Carmike’s largest shareholder continued today to rally fellow investors to oppose its $1.1 billion (including debt) sale to AMC Entertainment.
Mittleman Bros. Managing Partner Chris Mittleman charged the exhibition chain with trying to “obfuscate the relativity low” valuation in the deal in a letter to CEO David Passman and Chairman Roland Smith filed at the SEC. The investor, who has about 7.1% of Carmike’s shares, also says that the company showed “poor negotiating tactics” in accepting AMC’s offer of $30 a share.
Mittleman says he plans to vote against the plan and urge others to do the same. But “at this time” he does not plan to solicit proxies to fight the company.
While the investor likes the idea of combining AMC and Carmike, he says the No. 2 chain should have paid at least $35 a share in stock or $40 in cash for Carmike.

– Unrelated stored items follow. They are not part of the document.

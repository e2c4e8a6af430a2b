//! **spotcast** projects webcam image feeds onto secondary displays.
//!
//! A selection of feed locations ("spots") is shown on a target display in
//! one of two modes: a single image that rotates through the selection on a
//! fixed interval, or a uniform grid showing every image at once.  Image
//! URLs carry a cache-busting timestamp that is bumped on a refresh interval
//! so the host re-fetches otherwise identical URLs.
//!
//! # Architecture
//!
//! The crate is organised around the [`projector::Projector`], which owns
//! every open projection window, the two interval timers and the per-window
//! display mode.  It talks to the outside world through the traits in
//! [`traits`]:
//!
//! * [`traits::ProjectionHost`]: enumerates displays and owns the actual
//!   windows, so the projection logic is not coupled to any UI toolkit.
//! * [`traits::FeedSource`]: fetches per-spot metadata off the UI thread.
//! * [`traits::CommandSource`]: delivers operator intent (a Unix socket,
//!   a test harness, …) to the main loop.
//!
//! Concrete implementations live in [`host`] (JSON-lines host),
//! [`feed`] (HTTP metadata client) and [`ipc`] (Unix-socket listener).

pub mod catalog;
pub mod command;
pub mod config;
pub mod controller;
pub mod feed;
pub mod geometry;
pub mod host;
pub mod ipc;
pub mod projector;
pub mod render;
pub mod spot;
pub mod timer;
pub mod traits;
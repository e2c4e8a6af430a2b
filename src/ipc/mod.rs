//! IPC listener that accepts commands over a Unix socket.
//!
//! Operator front-ends, scripts and the renderer process connect to the
//! socket and send newline-delimited JSON commands.

pub mod listener;
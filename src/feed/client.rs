//! Blocking HTTP [`FeedSource`] backed by `reqwest`.

use super::{last_modified_from, FeedError};
use crate::command::SpotId;
use crate::traits::FeedSource;
use log::debug;
use serde_json::Value;
use std::time::Duration;

const REQUEST_TIMEOUT: Duration = Duration::from_secs(10);

/// Fetches spot metadata from `{base_url}/{id}`.
pub struct HttpFeed {
    client: reqwest::blocking::Client,
    base_url: String,
}

impl HttpFeed {
    pub fn new(base_url: impl Into<String>) -> Result<Self, FeedError> {
        let client = reqwest::blocking::Client::builder()
            .timeout(REQUEST_TIMEOUT)
            .user_agent(concat!("spotcast/", env!("CARGO_PKG_VERSION")))
            .build()?;
        Ok(Self {
            client,
            base_url: base_url.into().trim_end_matches('/').to_string(),
        })
    }

    pub fn metadata_url(&self, spot: SpotId) -> String {
        format!("{}/{}", self.base_url, spot)
    }
}

impl FeedSource for HttpFeed {
    type Error = FeedError;

    fn last_modified(&self, spot: SpotId) -> Result<Option<String>, FeedError> {
        let url = self.metadata_url(spot);
        debug!("GET {}", url);
        let response = self.client.get(&url).send()?;
        if !response.status().is_success() {
            return Err(FeedError::Status {
                spot,
                status: response.status().as_u16(),
            });
        }
        let doc = response.json::<Value>()?;
        Ok(last_modified_from(&doc))
    }
}
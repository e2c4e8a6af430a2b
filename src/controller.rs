//! Command dispatch and operator-input validation.
//!
//! The [`Controller`] sits between command sources and the
//! [`Projector`].  It owns the location catalog, turns spot ids from a
//! [`Command::Project`] into shared [`Spot`]s, resolves display selectors
//! against the host's current enumeration and rejects incomplete requests
//! with a message meant for the operator.

use crate::catalog::{Catalog, CatalogError};
use crate::command::{Command, Interval, SpotId};
use crate::config::{Config, ProjectionConfig};
use crate::feed::MetadataUpdate;
use crate::projector::{ProjectionError, Projector};
use crate::spot::Spot;
use crate::traits::{Clock, ProjectionHost, SystemClock};
use log::{debug, info, warn};
use std::path::PathBuf;
use std::rc::Rc;
use std::time::{Duration, Instant};

/// Possible errors from [`Controller::handle`].
#[derive(Debug, thiserror::Error)]
pub enum ControllerError {
    /// The request was incomplete or referred to something that does not
    /// exist.  The message is meant for the operator.
    #[error("{0}")]
    InvalidInput(String),
    #[error(transparent)]
    Projection(#[from] ProjectionError),
    #[error("projection host error: {0}")]
    Host(String),
    #[error(transparent)]
    Catalog(#[from] CatalogError),
}

fn invalid(message: impl Into<String>) -> ControllerError {
    ControllerError::InvalidInput(message.into())
}

pub struct Controller<H: ProjectionHost, C: Clock = SystemClock> {
    projector: Projector<H, C>,
    catalog: Vec<Rc<Spot>>,
    catalog_path: Option<PathBuf>,
    config_path: Option<PathBuf>,
    base_url: String,
}

impl<H: ProjectionHost, C: Clock> Controller<H, C> {
    pub fn new(projector: Projector<H, C>, catalog: &Catalog, base_url: impl Into<String>) -> Self {
        let base_url = base_url.into();
        Self {
            projector,
            catalog: catalog.spots(&base_url),
            catalog_path: None,
            config_path: None,
            base_url,
        }
    }

    /// Remember where the catalog came from so
    /// [`Command::ReloadCatalog`] can re-read it.
    pub fn with_catalog_path(mut self, path: impl Into<PathBuf>) -> Self {
        self.catalog_path = Some(path.into());
        self
    }

    /// Persist interval changes to the config file at `path`.
    pub fn with_config_path(mut self, path: impl Into<PathBuf>) -> Self {
        self.config_path = Some(path.into());
        self
    }

    pub fn projector(&self) -> &Projector<H, C> {
        &self.projector
    }

    pub fn projector_mut(&mut self) -> &mut Projector<H, C> {
        &mut self.projector
    }

    pub fn catalog(&self) -> &[Rc<Spot>] {
        &self.catalog
    }

    pub fn spot(&self, id: SpotId) -> Option<&Rc<Spot>> {
        self.catalog.iter().find(|s| s.id() == id)
    }

    /// See [`Projector::next_deadline`].
    pub fn next_deadline(&self) -> Option<Instant> {
        self.projector.next_deadline()
    }

    /// Fire due timers.
    pub fn poll(&mut self) {
        self.projector.poll();
    }

    /// Process a single [`Command`].
    ///
    /// Validation failures leave all state untouched.
    pub fn handle(&mut self, cmd: Command) -> Result<(), ControllerError> {
        match cmd {
            Command::Project { spots, display, mode } => {
                if spots.is_empty() {
                    return Err(invalid("Please select one or more images."));
                }
                let selected = spots
                    .iter()
                    .map(|id| {
                        self.spot(*id)
                            .cloned()
                            .ok_or_else(|| invalid(format!("Unknown image id {}.", id)))
                    })
                    .collect::<Result<Vec<_>, _>>()?;

                let selector = display.ok_or_else(|| invalid("Please select a display."))?;
                let displays = self
                    .projector
                    .host()
                    .displays()
                    .map_err(|e| ControllerError::Host(e.to_string()))?;
                let target = selector
                    .resolve(&displays)
                    .ok_or_else(|| invalid("Invalid display selection."))?
                    .clone();

                let mode = mode.ok_or_else(|| invalid("Please select a display mode."))?;

                let window = self.projector.start(selected, &target, mode)?;
                info!("projecting {} image(s) in {} on {}", spots.len(), window, target.name);
                Ok(())
            }

            Command::StopWindow(window) => Ok(self.projector.stop(window)?),

            Command::StopAll => {
                self.projector.stop_all();
                Ok(())
            }

            Command::SetMode { window, mode } => Ok(self.projector.set_mode(window, mode)?),

            Command::SetRotationInterval(interval) => {
                let interval = positive(interval)?;
                self.projector.set_rotation_interval(interval);
                self.persist(|p| p.rotation_interval_ms = millis(interval));
                Ok(())
            }

            Command::SetRefreshInterval(interval) => {
                let interval = positive(interval)?;
                self.projector.set_refresh_interval(interval);
                self.persist(|p| p.refresh_interval_ms = millis(interval));
                Ok(())
            }

            Command::DisplaysChanged => Ok(self.projector.displays_changed()?),

            Command::WindowClosed(window) => {
                self.projector.window_closed(window);
                Ok(())
            }

            Command::ReloadCatalog => {
                let Some(path) = self.catalog_path.clone() else {
                    warn!("no catalog path configured, nothing to reload");
                    return Ok(());
                };
                let catalog = Catalog::load(&path)?;
                self.replace_catalog(&catalog);
                info!("reloaded catalog from {}", path.display());
                Ok(())
            }
        }
    }

    /// Swap in a new catalog.
    ///
    /// Spots whose id and name survive keep their existing instance, so
    /// open projections and freshness data stay shared.
    pub fn replace_catalog(&mut self, catalog: &Catalog) {
        let fresh = catalog.spots(&self.base_url);
        self.catalog = fresh
            .into_iter()
            .map(|spot| {
                match self
                    .catalog
                    .iter()
                    .find(|old| old.id() == spot.id() && old.name() == spot.name())
                {
                    Some(old) => Rc::clone(old),
                    None => spot,
                }
            })
            .collect();
        info!("catalog holds {} spot(s)", self.catalog.len());
    }

    /// Write a settings change back to the config file.  The live change
    /// stands even if saving fails.
    fn persist(&self, edit: impl FnOnce(&mut ProjectionConfig)) {
        let Some(path) = &self.config_path else {
            return;
        };
        match Config::update(path, |cfg| edit(&mut cfg.projection)) {
            Ok(()) => debug!("saved settings to {}", path.display()),
            Err(e) => warn!("failed to save settings: {}", e),
        }
    }

    /// Apply a result from the metadata worker.
    pub fn apply_metadata(&mut self, update: MetadataUpdate) {
        if let Some(spot) = self.spot(update.spot) {
            spot.set_last_modified(update.last_modified.clone());
        }
        self.projector.apply_metadata(update.spot, update.last_modified);
    }
}

fn millis(interval: Duration) -> u64 {
    u64::try_from(interval.as_millis()).unwrap_or(u64::MAX)
}

fn positive(interval: Interval) -> Result<Duration, ControllerError> {
    if interval.0.is_zero() {
        Err(invalid("Please enter valid numbers for the settings."))
    } else {
        Ok(interval.0)
    }
}
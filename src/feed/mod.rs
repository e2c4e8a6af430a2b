//! Image feed metadata.
//!
//! The feed's metadata endpoint (`GET {base}/{id}`) returns a JSON document
//! whose `imageStats.lastModified.time` field says when the camera last
//! produced an image.  [`MetadataWorker`](worker::MetadataWorker) fetches it
//! off the UI thread through a [`FeedSource`](crate::traits::FeedSource) and
//! hands [`MetadataUpdate`]s back to the loop.

#[cfg(feature = "http-feed")]
pub mod client;
pub mod worker;

use crate::command::SpotId;
use serde_json::Value;

/// Default feed base URL.
pub const DEFAULT_BASE_URL: &str = "https://images.drivebc.ca/webcam/api/v1/webcams";

/// A metadata result travelling from the worker to the UI thread.
#[derive(Debug, Clone, PartialEq, Eq)]
pub struct MetadataUpdate {
    pub spot: SpotId,
    pub last_modified: Option<String>,
}

/// Errors from fetching or decoding feed metadata.
#[derive(Debug, thiserror::Error)]
pub enum FeedError {
    #[cfg(feature = "http-feed")]
    #[error("http error: {0}")]
    Http(#[from] reqwest::Error),
    #[error("feed returned {status} for spot {spot}")]
    Status { spot: SpotId, status: u16 },
    #[error("invalid metadata payload: {0}")]
    Json(#[from] serde_json::Error),
}

/// Extract `imageStats.lastModified.time` from a metadata document.
pub fn last_modified_from(doc: &Value) -> Option<String> {
    doc.pointer("/imageStats/lastModified/time")
        .and_then(Value::as_str)
        .map(str::to_string)
}
//! Display renderer.
//!
//! Pure functions from `(mode, ordered spots, window bounds)` to a
//! [`RenderTree`] the host can draw.  Nothing here schedules timers or
//! touches windows; the [`Projector`](crate::projector::Projector) decides
//! *when* to render and hands the tree to the host.
//!
//! Grid layout fills a `side × side` grid row-major in selection order,
//! where `side = ceil(sqrt(n))`.  Trailing cells stay empty when `n` is not
//! a perfect square.

use crate::command::SpotId;
use crate::geometry::Rect;
use crate::spot::Spot;
use serde::Serialize;
use std::rc::Rc;

/// `sqrt(cell area) / OVERLAY_FONT_DIVISOR` gives the caption font size.
pub const OVERLAY_FONT_DIVISOR: f64 = 25.0;
/// Captions never shrink below this size.
pub const MIN_OVERLAY_FONT: f64 = 12.0;

/// Which layout to produce.
#[derive(Debug, Clone, Copy, PartialEq, Eq)]
pub enum RenderMode {
    /// Show only the spot at `index` (taken modulo the selection length).
    Rotating { index: usize },
    Grid,
}

/// Name and freshness text drawn over an image.
#[derive(Debug, Clone, PartialEq, Serialize)]
pub struct Caption {
    pub name: String,
    pub freshness: Option<String>,
    pub font_size: f64,
}

/// One image bound to a spot's effective URL.
#[derive(Debug, Clone, PartialEq, Serialize)]
pub struct ImageView {
    pub spot: SpotId,
    pub url: String,
    /// Window-local bounds.
    pub bounds: Rect,
    pub caption: Caption,
}

/// Content for one projection window.
#[derive(Debug, Clone, PartialEq, Serialize)]
pub enum RenderTree {
    /// Nothing to show (empty selection).
    Empty,
    Single(ImageView),
    Grid {
        side: usize,
        /// `side * side` cells, row-major; `None` for unused trailing cells.
        cells: Vec<Option<ImageView>>,
    },
}

impl RenderTree {
    /// Spot ids currently on screen, in layout order.
    pub fn spot_ids(&self) -> Vec<SpotId> {
        match self {
            RenderTree::Empty => Vec::new(),
            RenderTree::Single(view) => vec![view.spot],
            RenderTree::Grid { cells, .. } => cells.iter().flatten().map(|v| v.spot).collect(),
        }
    }
}

/// Rows (and columns) of the square grid holding `count` images.
pub fn grid_side(count: usize) -> usize {
    if count == 0 {
        return 0;
    }
    let mut side = (count as f64).sqrt().ceil() as usize;
    // Guard against float rounding at perfect squares.
    while side * side < count {
        side += 1;
    }
    while side > 1 && (side - 1) * (side - 1) >= count {
        side -= 1;
    }
    side
}

/// Caption font size for an image of `width × height`.
pub fn overlay_font_size(width: f64, height: f64) -> f64 {
    ((width * height).max(0.0).sqrt() / OVERLAY_FONT_DIVISOR).max(MIN_OVERLAY_FONT)
}

/// Render `spots` into a window of size `bounds` (origin is ignored; all
/// view bounds are window-local).
pub fn render(mode: RenderMode, spots: &[Rc<Spot>], bounds: Rect) -> RenderTree {
    if spots.is_empty() {
        return RenderTree::Empty;
    }
    let area = bounds.local();
    match mode {
        RenderMode::Rotating { index } => {
            RenderTree::Single(image_view(&spots[index % spots.len()], area))
        }
        RenderMode::Grid => {
            let side = grid_side(spots.len());
            let cell_w = area.width / side as f64;
            let cell_h = area.height / side as f64;
            let cells = (0..side * side)
                .map(|i| {
                    spots.get(i).map(|spot| {
                        let (row, col) = (i / side, i % side);
                        let cell = Rect::new(col as f64 * cell_w, row as f64 * cell_h, cell_w, cell_h);
                        image_view(spot, cell)
                    })
                })
                .collect();
            RenderTree::Grid { side, cells }
        }
    }
}

fn image_view(spot: &Spot, bounds: Rect) -> ImageView {
    ImageView {
        spot: spot.id(),
        url: spot.effective_url(),
        bounds,
        caption: Caption {
            name: spot.name().to_string(),
            freshness: spot.freshness(),
            font_size: overlay_font_size(bounds.width, bounds.height),
        },
    }
}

Carmike declined to comment on the new letter. Earlier this month it said that the board unanimously approved the deal “after thoughtful consideration of the options available to the Company, including the level of interest from other third parties and the value potential of Carmike’s standalone plan. Carmike did not receive any offers that provided greater value than AMC’s $30 per share offer.”
Mittleman notes that the deal, announced on March 4, was hammered out while the stock market “was in the throes of a significant correction. … Not a great time in which to be trying to sell your company for the highest possible price.”
What’s more, he says that Carmike was working out terms at the same time it was preparing to unveil on February 29 its strong earnings for the last three months of 2015.
“Why not wait until the earnings report was released to see how the stock reacted before establishing a buyout price?” Mittleman asks. The three-day interval between the earnings and deal announcements didn’t give investors enough time to “digest the stronger than expected numbers and adjust expectations.”
“It seems to us almost as if Carmike wanted to set the price and get the takeover news out quickly before the stock price got to $30 on its own, thus collapsing the putative takeover ‘premium,'” Mittleman writes.
The investor also says that a filing Carmike made defending its valuation in the AMC deal seemed to change its definition of adjusted EBITDA, a measure of cash flow.
“Carmike shareholders should not be lulled into a false sense of satisfaction due to what we believe amounts to a numerical sleight of hand in an attempt to put what we see as a very poor deal into a good light,” Mittleman says.
Using a definition that he considers more appropriate, and including the value of Carmike’s 20% stake in Screenvision, would make the agreement with AMC “one of the cheapest buyouts of a major theater chain in recent memory.”